═══ Data extracts ═══
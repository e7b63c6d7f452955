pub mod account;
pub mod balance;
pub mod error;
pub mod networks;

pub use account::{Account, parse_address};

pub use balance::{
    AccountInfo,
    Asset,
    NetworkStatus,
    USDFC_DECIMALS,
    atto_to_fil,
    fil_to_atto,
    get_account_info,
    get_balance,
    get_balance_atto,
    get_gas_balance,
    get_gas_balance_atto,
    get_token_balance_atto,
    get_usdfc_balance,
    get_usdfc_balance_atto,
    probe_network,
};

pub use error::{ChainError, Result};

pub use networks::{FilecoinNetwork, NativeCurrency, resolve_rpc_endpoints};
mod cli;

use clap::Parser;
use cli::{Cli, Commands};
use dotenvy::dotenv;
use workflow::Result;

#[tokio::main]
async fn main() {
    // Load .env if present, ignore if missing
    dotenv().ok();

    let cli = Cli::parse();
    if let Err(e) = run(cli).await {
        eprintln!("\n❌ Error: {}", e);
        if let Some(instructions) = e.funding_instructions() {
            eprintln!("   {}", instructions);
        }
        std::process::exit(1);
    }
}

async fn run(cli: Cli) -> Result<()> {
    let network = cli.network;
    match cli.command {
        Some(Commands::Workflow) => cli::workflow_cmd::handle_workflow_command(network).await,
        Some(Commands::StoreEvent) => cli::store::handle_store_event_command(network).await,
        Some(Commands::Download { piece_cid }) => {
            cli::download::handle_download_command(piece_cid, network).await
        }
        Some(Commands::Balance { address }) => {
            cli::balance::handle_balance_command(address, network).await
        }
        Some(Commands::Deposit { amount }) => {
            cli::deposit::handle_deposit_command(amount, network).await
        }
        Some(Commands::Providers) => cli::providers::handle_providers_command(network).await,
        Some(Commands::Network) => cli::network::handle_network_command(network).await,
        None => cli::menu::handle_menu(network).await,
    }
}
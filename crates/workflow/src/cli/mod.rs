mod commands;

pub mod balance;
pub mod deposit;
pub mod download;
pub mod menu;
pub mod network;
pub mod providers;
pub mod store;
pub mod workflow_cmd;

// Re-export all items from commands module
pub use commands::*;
═══
═══ Data extracts ═══
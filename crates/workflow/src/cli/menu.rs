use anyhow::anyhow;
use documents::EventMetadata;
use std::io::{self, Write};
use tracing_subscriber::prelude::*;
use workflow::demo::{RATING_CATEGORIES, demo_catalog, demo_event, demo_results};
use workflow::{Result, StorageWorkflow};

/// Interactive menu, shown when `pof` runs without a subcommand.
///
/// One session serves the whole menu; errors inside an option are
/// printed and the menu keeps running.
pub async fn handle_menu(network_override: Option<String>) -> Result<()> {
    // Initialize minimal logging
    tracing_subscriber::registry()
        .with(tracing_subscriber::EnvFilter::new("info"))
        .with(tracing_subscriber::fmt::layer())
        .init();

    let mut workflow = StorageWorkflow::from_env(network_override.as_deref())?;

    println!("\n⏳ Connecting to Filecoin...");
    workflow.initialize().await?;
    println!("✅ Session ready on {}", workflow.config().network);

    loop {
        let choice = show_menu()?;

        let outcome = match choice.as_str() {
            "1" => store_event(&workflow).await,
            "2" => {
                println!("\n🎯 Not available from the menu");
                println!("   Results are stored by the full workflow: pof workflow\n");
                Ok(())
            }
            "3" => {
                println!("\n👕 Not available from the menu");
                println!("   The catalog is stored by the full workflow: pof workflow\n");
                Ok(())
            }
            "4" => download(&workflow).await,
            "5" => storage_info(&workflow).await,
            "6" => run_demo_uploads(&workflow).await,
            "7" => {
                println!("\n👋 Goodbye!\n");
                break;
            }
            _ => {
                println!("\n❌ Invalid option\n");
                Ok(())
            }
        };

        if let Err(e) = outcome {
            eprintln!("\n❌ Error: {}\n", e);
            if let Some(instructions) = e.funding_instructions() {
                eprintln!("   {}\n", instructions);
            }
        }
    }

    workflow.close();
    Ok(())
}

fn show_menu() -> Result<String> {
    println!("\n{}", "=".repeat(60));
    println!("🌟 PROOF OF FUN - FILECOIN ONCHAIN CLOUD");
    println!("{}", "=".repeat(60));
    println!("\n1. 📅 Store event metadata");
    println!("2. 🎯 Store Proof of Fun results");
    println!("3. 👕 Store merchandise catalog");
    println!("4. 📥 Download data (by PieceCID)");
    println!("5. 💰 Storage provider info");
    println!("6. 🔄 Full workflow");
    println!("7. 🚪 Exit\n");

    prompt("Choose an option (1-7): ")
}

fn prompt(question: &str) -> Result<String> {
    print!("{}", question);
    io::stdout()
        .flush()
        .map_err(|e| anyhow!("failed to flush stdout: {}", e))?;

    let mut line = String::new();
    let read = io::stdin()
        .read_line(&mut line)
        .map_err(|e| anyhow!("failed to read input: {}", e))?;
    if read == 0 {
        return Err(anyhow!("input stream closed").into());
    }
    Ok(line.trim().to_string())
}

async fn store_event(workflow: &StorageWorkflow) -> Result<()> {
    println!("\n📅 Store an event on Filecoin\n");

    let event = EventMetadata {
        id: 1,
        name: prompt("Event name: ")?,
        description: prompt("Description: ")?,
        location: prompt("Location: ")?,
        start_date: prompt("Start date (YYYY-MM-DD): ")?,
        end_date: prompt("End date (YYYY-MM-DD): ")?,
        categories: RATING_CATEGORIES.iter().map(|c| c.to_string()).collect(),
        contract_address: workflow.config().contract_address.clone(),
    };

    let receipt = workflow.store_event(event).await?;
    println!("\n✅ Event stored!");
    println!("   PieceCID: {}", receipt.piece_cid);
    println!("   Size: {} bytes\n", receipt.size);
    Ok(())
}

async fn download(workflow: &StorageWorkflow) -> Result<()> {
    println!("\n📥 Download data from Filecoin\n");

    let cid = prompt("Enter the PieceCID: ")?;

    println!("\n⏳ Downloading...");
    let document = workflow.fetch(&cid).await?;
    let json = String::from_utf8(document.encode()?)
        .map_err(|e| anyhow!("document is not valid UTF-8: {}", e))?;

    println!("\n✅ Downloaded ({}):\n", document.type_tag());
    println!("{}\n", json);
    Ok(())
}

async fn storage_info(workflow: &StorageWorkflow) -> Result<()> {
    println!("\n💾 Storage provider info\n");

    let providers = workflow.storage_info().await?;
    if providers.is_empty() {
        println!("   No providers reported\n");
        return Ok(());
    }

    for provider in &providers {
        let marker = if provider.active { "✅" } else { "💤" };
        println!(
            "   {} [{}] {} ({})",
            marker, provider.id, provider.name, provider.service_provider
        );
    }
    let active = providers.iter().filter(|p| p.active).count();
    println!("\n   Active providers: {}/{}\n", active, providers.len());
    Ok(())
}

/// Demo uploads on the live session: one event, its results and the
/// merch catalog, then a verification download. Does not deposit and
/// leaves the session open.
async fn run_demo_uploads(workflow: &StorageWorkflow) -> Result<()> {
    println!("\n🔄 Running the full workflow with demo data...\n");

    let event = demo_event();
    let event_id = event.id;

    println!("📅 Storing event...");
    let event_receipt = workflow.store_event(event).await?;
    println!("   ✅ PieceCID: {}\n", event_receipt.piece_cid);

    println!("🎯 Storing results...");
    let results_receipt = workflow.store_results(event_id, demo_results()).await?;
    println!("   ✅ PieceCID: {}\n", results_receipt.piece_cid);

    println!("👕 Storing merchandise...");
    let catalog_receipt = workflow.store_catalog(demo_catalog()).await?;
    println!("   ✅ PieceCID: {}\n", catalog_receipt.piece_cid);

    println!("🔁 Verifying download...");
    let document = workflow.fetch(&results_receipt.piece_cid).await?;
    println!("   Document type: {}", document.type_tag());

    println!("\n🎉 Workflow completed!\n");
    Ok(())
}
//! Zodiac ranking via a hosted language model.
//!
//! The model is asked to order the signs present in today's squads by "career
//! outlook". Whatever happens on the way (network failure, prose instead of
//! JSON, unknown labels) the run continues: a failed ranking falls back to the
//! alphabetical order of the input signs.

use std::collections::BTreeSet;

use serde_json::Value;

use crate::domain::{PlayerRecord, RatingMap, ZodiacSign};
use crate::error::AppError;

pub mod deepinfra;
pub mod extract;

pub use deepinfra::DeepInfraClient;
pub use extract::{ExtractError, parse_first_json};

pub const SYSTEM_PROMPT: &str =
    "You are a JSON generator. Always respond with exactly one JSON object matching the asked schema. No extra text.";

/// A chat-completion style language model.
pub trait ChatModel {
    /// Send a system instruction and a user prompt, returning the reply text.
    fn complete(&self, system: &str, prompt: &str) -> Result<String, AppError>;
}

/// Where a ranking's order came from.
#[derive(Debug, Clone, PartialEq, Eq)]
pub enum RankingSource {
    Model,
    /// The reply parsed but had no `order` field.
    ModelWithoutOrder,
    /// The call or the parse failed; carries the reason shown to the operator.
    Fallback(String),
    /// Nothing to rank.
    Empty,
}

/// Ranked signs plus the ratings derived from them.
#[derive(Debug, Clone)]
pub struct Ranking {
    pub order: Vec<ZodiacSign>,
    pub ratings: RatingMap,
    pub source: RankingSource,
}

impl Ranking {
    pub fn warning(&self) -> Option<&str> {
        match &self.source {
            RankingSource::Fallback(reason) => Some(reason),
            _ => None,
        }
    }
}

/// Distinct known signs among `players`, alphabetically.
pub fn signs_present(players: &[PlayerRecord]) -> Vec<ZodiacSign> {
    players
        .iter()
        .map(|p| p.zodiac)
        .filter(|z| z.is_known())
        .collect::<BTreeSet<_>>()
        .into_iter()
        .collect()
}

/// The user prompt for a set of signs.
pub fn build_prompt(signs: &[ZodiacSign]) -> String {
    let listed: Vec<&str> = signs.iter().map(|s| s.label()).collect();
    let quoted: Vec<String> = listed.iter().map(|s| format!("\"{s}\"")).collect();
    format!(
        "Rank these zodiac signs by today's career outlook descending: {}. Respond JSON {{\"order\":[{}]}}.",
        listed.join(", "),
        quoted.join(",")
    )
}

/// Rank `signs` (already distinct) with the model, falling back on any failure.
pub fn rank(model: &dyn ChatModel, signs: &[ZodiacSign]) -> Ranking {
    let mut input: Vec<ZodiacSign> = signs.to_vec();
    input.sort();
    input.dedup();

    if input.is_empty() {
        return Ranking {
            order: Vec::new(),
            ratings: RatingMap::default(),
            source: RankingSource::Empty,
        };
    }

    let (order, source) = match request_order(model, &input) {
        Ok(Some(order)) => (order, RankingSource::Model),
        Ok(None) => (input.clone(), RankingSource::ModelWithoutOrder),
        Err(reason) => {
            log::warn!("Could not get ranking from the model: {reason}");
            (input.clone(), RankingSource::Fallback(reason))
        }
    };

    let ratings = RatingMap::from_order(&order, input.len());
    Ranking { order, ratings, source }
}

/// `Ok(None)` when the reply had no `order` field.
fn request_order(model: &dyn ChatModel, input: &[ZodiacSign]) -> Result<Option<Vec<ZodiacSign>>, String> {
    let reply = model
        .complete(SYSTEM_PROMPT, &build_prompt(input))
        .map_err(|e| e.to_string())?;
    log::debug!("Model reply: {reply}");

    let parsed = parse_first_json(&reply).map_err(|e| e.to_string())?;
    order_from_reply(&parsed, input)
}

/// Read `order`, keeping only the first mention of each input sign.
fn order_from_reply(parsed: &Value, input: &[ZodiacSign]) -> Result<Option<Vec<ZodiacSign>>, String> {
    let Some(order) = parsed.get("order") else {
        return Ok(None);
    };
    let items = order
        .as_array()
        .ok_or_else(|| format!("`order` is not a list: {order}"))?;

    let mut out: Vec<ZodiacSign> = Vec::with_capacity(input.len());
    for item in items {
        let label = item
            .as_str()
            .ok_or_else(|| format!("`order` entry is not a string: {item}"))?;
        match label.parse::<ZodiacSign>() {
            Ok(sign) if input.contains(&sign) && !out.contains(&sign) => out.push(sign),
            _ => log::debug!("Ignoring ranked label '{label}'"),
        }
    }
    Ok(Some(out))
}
═══
Assignment:
Would you copy, unchanged, the stretch of the records above that begins at the line containing "The reply parsed" and ends at the line containing "Distinct known signs", and only that?

Solution for this exercise:
    /// The reply parsed but had no `order` field.
    ModelWithoutOrder,
    /// The call or the parse failed; carries the reason shown to the operator.
    Fallback(String),
    /// Nothing to rank.
    Empty,
}

/// Ranked signs plus the ratings derived from them.
#[derive(Debug, Clone)]
pub struct Ranking {
    pub order: Vec<ZodiacSign>,
    pub ratings: RatingMap,
    pub source: RankingSource,
}

impl Ranking {
    pub fn warning(&self) -> Option<&str> {
        match &self.source {
            RankingSource::Fallback(reason) => Some(reason),
            _ => None,
        }
    }
}

/// Distinct known signs among `players`, alphabetically.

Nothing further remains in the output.